*WORK REQUEST:*
What you produce should be every line from the data that includes "load".

Records from a collection:
# # #

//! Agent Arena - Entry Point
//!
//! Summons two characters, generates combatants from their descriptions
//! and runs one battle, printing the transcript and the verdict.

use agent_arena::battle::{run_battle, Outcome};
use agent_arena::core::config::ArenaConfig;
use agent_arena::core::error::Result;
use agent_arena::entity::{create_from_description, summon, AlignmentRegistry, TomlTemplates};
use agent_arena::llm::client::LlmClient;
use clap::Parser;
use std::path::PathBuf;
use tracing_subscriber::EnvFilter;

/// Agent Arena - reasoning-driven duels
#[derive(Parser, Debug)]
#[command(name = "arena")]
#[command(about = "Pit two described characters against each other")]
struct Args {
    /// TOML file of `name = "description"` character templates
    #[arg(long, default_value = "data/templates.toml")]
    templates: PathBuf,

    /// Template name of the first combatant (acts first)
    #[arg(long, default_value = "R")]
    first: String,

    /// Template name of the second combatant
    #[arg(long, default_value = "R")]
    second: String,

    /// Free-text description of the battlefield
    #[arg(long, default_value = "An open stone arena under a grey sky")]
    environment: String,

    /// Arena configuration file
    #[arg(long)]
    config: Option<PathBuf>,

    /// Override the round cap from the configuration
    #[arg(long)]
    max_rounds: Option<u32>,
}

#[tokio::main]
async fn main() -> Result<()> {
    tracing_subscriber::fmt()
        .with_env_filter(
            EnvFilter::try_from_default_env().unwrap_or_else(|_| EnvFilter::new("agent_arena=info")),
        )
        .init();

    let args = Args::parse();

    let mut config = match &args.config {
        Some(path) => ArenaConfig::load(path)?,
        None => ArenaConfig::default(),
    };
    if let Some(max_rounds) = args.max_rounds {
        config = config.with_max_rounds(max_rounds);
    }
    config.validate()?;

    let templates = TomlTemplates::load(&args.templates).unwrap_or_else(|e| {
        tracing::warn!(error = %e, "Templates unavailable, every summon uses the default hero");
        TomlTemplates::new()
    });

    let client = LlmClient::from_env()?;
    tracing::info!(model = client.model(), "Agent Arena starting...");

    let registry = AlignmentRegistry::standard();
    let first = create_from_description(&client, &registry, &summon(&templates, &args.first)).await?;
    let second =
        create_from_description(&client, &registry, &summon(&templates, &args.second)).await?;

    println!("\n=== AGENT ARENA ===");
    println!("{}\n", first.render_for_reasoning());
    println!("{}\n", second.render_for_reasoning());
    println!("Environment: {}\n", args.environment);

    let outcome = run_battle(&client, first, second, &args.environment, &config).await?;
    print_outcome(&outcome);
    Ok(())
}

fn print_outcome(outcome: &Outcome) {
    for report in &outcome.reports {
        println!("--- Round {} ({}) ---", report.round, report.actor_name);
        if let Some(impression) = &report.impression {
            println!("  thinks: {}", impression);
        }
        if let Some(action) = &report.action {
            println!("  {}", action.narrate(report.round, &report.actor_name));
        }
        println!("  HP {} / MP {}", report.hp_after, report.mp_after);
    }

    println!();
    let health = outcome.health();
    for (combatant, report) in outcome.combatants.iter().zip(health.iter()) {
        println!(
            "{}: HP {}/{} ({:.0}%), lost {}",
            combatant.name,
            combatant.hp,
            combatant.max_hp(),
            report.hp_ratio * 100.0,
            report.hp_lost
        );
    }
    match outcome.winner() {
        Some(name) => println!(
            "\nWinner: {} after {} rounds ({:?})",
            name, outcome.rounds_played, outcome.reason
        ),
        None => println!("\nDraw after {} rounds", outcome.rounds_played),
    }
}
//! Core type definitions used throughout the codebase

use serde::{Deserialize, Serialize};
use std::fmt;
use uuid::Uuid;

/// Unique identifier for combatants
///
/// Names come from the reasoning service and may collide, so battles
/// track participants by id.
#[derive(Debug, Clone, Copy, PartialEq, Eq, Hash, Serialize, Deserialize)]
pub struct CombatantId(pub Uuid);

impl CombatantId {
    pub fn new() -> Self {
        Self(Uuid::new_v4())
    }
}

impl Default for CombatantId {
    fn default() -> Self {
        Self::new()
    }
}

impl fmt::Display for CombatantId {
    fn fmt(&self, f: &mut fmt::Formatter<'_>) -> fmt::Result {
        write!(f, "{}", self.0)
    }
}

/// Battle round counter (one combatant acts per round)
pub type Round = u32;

# # #

*RESPONSE BOX:*
        Some(path) => ArenaConfig::load(path)?,
    let templates = TomlTemplates::load(&args.templates).unwrap_or_else(|e| {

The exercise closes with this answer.